Śaṅkarācārya views the personal Īśvara as a ‘lower’ form of Brahman the Impersonal Absolute. The two, nirguna-brahman (Brahman devoid of qualities) and saguna-īśvara(Brahman with qualities) are not different — they are the reverse and obverse side of the same Brahman.
Absolute Brahman is space-less and time-less potentiality, Īśvara is the vast self-awareness comprehending and apprehending every possibility.
In Īśvara we have the two elements — wisdom (masculine) and power (feminine), Brahmā & Sarasvatī, Śiva & Śakti, Viṣṇu & Lakṣmī.
By means of the feminine – Śakti – the Supreme who is immeasurable and indefinable voluntarily becomes contracted, measured and defined. It is power or śakti that ultimately controls wisdom and limits it.
2. Hiraṇya-garbha – the Golden Germ.
Hiraṇya-garbha is the collective World-self and expresses itself through all individual sentient beings or jīvātmas. It manifests the multitude of forms contained within Itself. It is the thread, sutrātman, on which all beings and all worlds are strung like the beads of a necklace. It is also called Prajāpati – lord of beings. It is like a picture which is composed of millions of pixels.
Śaṅkara begins his commentary on the Bhagavad-Gita with the verse:—
‘Nārāyaṇa (the Ground-of-Being) is beyond the unmanifest. The golden-egg (hiraṇya-garbha) is produced from the unmanifest.
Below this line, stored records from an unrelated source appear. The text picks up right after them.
//! Virtual poller for deterministic tests.
//!
//! [`LabPoller`] never touches the OS multiplexer. Test code marks tokens
//! ready with [`set_ready`](LabPoller::set_ready); `poll()` delivers pending
//! readiness for armed registrations, honouring the same one-shot contract as
//! the system poller, and blocks on a condition variable otherwise so
//! [`wake`](Poller::wake) behaves like the real thing.
//!
//! ```ignore
//! let poller = LabPoller::new();
//! poller.register(fd, Token::new(1), Interest::READABLE)?;
//! poller.set_ready(Token::new(1), Interest::READABLE);
//!
//! let mut events = Events::with_capacity(8);
//! assert_eq!(poller.poll(&mut events, Some(Duration::ZERO))?, 1);
//! ```

use super::{Event, Events, Interest, Poller, PollerFactory, Token};
use crate::tracing_compat::debug;
use parking_lot::{Condvar, Mutex};
use std::collections::{BTreeMap, HashMap};
use std::io;
use std::os::unix::io::RawFd;
use std::sync::Arc;
use std::time::{Duration, Instant};

#[derive(Debug, Clone, Copy)]
struct LabRegistration {
    raw_fd: RawFd,
    interest: Interest,
    armed: bool,
}

#[derive(Debug, Default)]
struct LabState {
    registrations: HashMap<Token, LabRegistration>,
    /// Readiness waiting to be delivered, ordered by token for determinism.
    pending: BTreeMap<Token, Interest>,
    woken: bool,
    wake_count: u64,
    poll_count: u64,
}

impl LabState {
    fn drain_ready(&mut self, events: &mut Events) {
        let deliverable: Vec<Token> = self
            .pending
            .keys()
            .copied()
            .filter(|token| {
                self.registrations
                    .get(token)
                    .is_some_and(|reg| reg.armed)
            })
            .collect();
        for token in deliverable {
            let Some(ready) = self.pending.remove(&token) else {
                continue;
            };
            let Some(reg) = self.registrations.get_mut(&token) else {
                continue;
            };
            let fired = Interest::NONE
                .add(if ready.is_readable() && reg.interest.is_readable() {
                    Interest::READABLE
                } else {
                    Interest::NONE
                })
                .add(if ready.is_writable() && reg.interest.is_writable() {
                    Interest::WRITABLE
                } else {
                    Interest::NONE
                });
            if fired.is_empty() {
                continue;
            }
            reg.armed = false;
            events.push(Event::new(token, fired));
        }
    }
}

/// Virtual poller with injected readiness.
#[derive(Debug, Default)]
pub struct LabPoller {
    state: Mutex<LabState>,
    cond: Condvar,
}

impl LabPoller {
    /// Creates an empty lab poller.
    #[must_use]
    pub fn new() -> Self {
        Self::default()
    }

    /// Marks `token` ready. Delivered by the next poll once the registration is armed.
    pub fn set_ready(&self, token: Token, ready: Interest) {
        let mut state = self.state.lock();
        let entry = state.pending.entry(token).or_insert(Interest::NONE);
        *entry = entry.add(ready);
        drop(state);
        self.cond.notify_all();
    }

    /// Returns how many times [`wake`](Poller::wake) was called.
    #[must_use]
    pub fn wake_count(&self) -> u64 {
        self.state.lock().wake_count
    }

    /// Returns how many polls have completed.
    #[must_use]
    pub fn poll_count(&self) -> u64 {
        self.state.lock().poll_count
    }

    /// Returns the descriptor registered under `token`.
    #[must_use]
    pub fn registered_fd(&self, token: Token) -> Option<RawFd> {
        self.state
            .lock()
            .registrations
            .get(&token)
            .map(|reg| reg.raw_fd)
    }
}

impl Poller for LabPoller {
    fn register(&self, fd: RawFd, token: Token, interest: Interest) -> io::Result<()> {
        let mut state = self.state.lock();
        if state.registrations.contains_key(&token) {
            return Err(io::Error::new(
                io::ErrorKind::AlreadyExists,
                "token already registered",
            ));
        }
        state.registrations.insert(
            token,
            LabRegistration {
                raw_fd: fd,
                interest,
                armed: true,
            },
        );
        Ok(())
    }

    fn modify(&self, token: Token, interest: Interest) -> io::Result<()> {
        let mut state = self.state.lock();
        let reg = state
            .registrations
            .get_mut(&token)
            .ok_or_else(|| io::Error::new(io::ErrorKind::NotFound, "token not registered"))?;
        reg.interest = interest;
        reg.armed = true;
        drop(state);
        self.cond.notify_all();
        Ok(())
    }

    fn deregister(&self, token: Token) -> io::Result<()> {
        let mut state = self.state.lock();
        state
            .registrations
            .remove(&token)
            .ok_or_else(|| io::Error::new(io::ErrorKind::NotFound, "token not registered"))?;
        state.pending.remove(&token);
        Ok(())
    }

    fn poll(&self, events: &mut Events, timeout: Option<Duration>) -> io::Result<usize> {
        events.clear();
        let deadline = timeout.map(|t| Instant::now() + t);
        let mut state = self.state.lock();
        loop {
            state.drain_ready(events);
            if !events.is_empty() || state.woken {
                break;
            }
            match deadline {
                Some(deadline) => {
                    if self.cond.wait_until(&mut state, deadline).timed_out() {
                        state.drain_ready(events);
                        break;
                    }
                }
                None => self.cond.wait(&mut state),
            }
        }
        if state.woken {
            debug!("lab poller woken");
        }
        state.woken = false;
        state.poll_count += 1;
        Ok(events.len())
    }

    fn wake(&self) -> io::Result<()> {
        let mut state = self.state.lock();
        state.woken = true;
        state.wake_count += 1;
        drop(state);
        self.cond.notify_all();
        Ok(())
    }

    fn registration_count(&self) -> usize {
        self.state.lock().registrations.len()
    }
}

/// Factory handing out [`LabPoller`]s and keeping them for test inspection.
#[derive(Debug, Default)]
pub struct LabPollerFactory {
    created: Mutex<Vec<Arc<LabPoller>>>,
}

impl LabPollerFactory {
    /// Creates an empty factory.
    #[must_use]
    pub fn new() -> Self {
        Self::default()
    }

    /// Returns every poller created so far, in creation order.
    #[must_use]
    pub fn pollers(&self) -> Vec<Arc<LabPoller>> {
        self.created.lock().clone()
    }
}

impl PollerFactory for LabPollerFactory {
    fn create(&self) -> io::Result<Arc<dyn Poller>> {
        let poller = Arc::new(LabPoller::new());
        self.created.lock().push(Arc::clone(&poller));
        Ok(poller)
    }
}

#[cfg(test)]
mod tests {
    use super::*;
    use std::thread;

    #[test]
    fn delivers_injected_readiness_once() {
        let poller = LabPoller::new();
        let token = Token::new(1);
        poller.register(10, token, Interest::READABLE).expect("register");
        poller.set_ready(token, Interest::READABLE);

        let mut events = Events::with_capacity(4);
        assert_eq!(poller.poll(&mut events, Some(Duration::ZERO)).expect("poll"), 1);

        poller.set_ready(token, Interest::READABLE);
        assert_eq!(
            poller.poll(&mut events, Some(Duration::ZERO)).expect("poll"),
            0,
            "disarmed until modify"
        );
        poller.modify(token, Interest::READABLE).expect("modify");
        assert_eq!(poller.poll(&mut events, Some(Duration::ZERO)).expect("poll"), 1);
    }

    #[test]
    fn delivers_all_ready_tokens_beyond_capacity() {
        let poller = LabPoller::new();
        for (fd, id) in [(20, 1), (21, 2), (22, 3)] {
            poller
                .register(fd, Token::new(id), Interest::READABLE)
                .expect("register");
            poller.set_ready(Token::new(id), Interest::READABLE);
        }
        let mut events = Events::with_capacity(1);
        assert_eq!(poller.poll(&mut events, Some(Duration::ZERO)).expect("poll"), 3);
        let tokens: Vec<usize> = events.iter().map(|e| e.token.0).collect();
        assert_eq!(tokens, vec![1, 2, 3]);
    }

    #[test]
    fn ignores_unregistered_and_uninterested_tokens() {
        let poller = LabPoller::new();
        poller
            .register(11, Token::new(2), Interest::READABLE)
            .expect("register");
        poller.set_ready(Token::new(99), Interest::READABLE);
        poller.set_ready(Token::new(2), Interest::WRITABLE);
        let mut events = Events::with_capacity(4);
        assert_eq!(poller.poll(&mut events, Some(Duration::ZERO)).expect("poll"), 0);
    }

    #[test]
    fn wake_unblocks_poll_without_events() {
        let poller = Arc::new(LabPoller::new());
        let waker = Arc::clone(&poller);
        let handle = thread::spawn(move || {
            thread::sleep(Duration::from_millis(20));
            waker.wake().expect("wake");
        });
        let started = Instant::now();
        let mut events = Events::with_capacity(4);
        let n = poller.poll(&mut events, Some(Duration::from_secs(10))).expect("poll");
        handle.join().expect("join");
        assert_eq!(n, 0);
        assert!(started.elapsed() < Duration::from_secs(5));
        assert_eq!(poller.wake_count(), 1);
    }

    #[test]
    fn deregister_drops_pending_readiness() {
        let poller = LabPoller::new();
        let token = Token::new(5);
        poller.register(12, token, Interest::READABLE).expect("register");
        poller.set_ready(token, Interest::READABLE);
        poller.deregister(token).expect("deregister");
        poller.register(13, token, Interest::READABLE).expect("re-register");
        assert_eq!(poller.registered_fd(token), Some(13));
        let mut events = Events::with_capacity(4);
        assert_eq!(poller.poll(&mut events, Some(Duration::ZERO)).expect("poll"), 0);
    }
}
The earth with its seven continents and all other worlds are contained in the Cosmic Egg.’
In the Rig Veda 10:121:1 — Hiraṇya-garbha is the golden-germ which enters into creation after the first act of the creator. Hiraṇya-garbha has within itself the seeds of all things – the eternal archetype of Ideas – also known as nāma.
Brahman is the unity of all that is named (B.U. 1:5:17). Hiraṇya-garbha is kārya brahmā or “effect Brahman” as distinct from Īśvara who is kāraṇa Brahman or “causal Brahman”. Hiraṇya-garbha arises when the Cosmos emerges and is dissolved whenever the Cosmos is withdrawn, whereas Īśvara is not subject to these changes.
3. Virāj
Virāj is the Divine, immanent in matter. The act of self-manifestation is the free expression and self-determination of the Divine mind, iccha-mātram. The material world is the manifestation of Hiranya-garbha and the projection of Īśvara.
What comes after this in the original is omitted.